* Goal of the exercise
Some lines in the data below hold the string "must". Report how many, as a bare number.
START The data
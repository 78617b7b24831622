//! Error types for configuration loading and validation.

/// Errors that can occur when loading or validating an `opal.toml` configuration.
#[derive(Debug, thiserror::Error)]
pub enum ConfigError {
    /// An I/O error occurred while reading the configuration file.
    #[error("failed to read configuration: {0}")]
    IoError(#[from] std::io::Error),

    /// The TOML content could not be parsed.
    #[error("failed to parse configuration: {0}")]
    ParseError(String),

    /// A configuration value failed validation.
    #[error("validation error: {0}")]
    ValidationError(String),
}

#[cfg(test)]
mod tests {
    use super::*;

    #[test]
    fn display_parse_error() {
        let err = ConfigError::ParseError("expected '=' at line 3".to_string());
        assert_eq!(
            format!("{err}"),
            "failed to parse configuration: expected '=' at line 3"
        );
    }

    #[test]
    fn display_validation_error() {
        let err = ConfigError::ValidationError("error-limit must be positive".to_string());
        assert_eq!(
            format!("{err}"),
            "validation error: error-limit must be positive"
        );
    }

    #[test]
    fn display_io_error() {
        let io_err = std::io::Error::new(std::io::ErrorKind::NotFound, "file not found");
        let err = ConfigError::IoError(io_err);
        let display = format!("{err}");
        assert!(display.starts_with("failed to read configuration:"));
    }
}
END The data
* Output of the exercise
2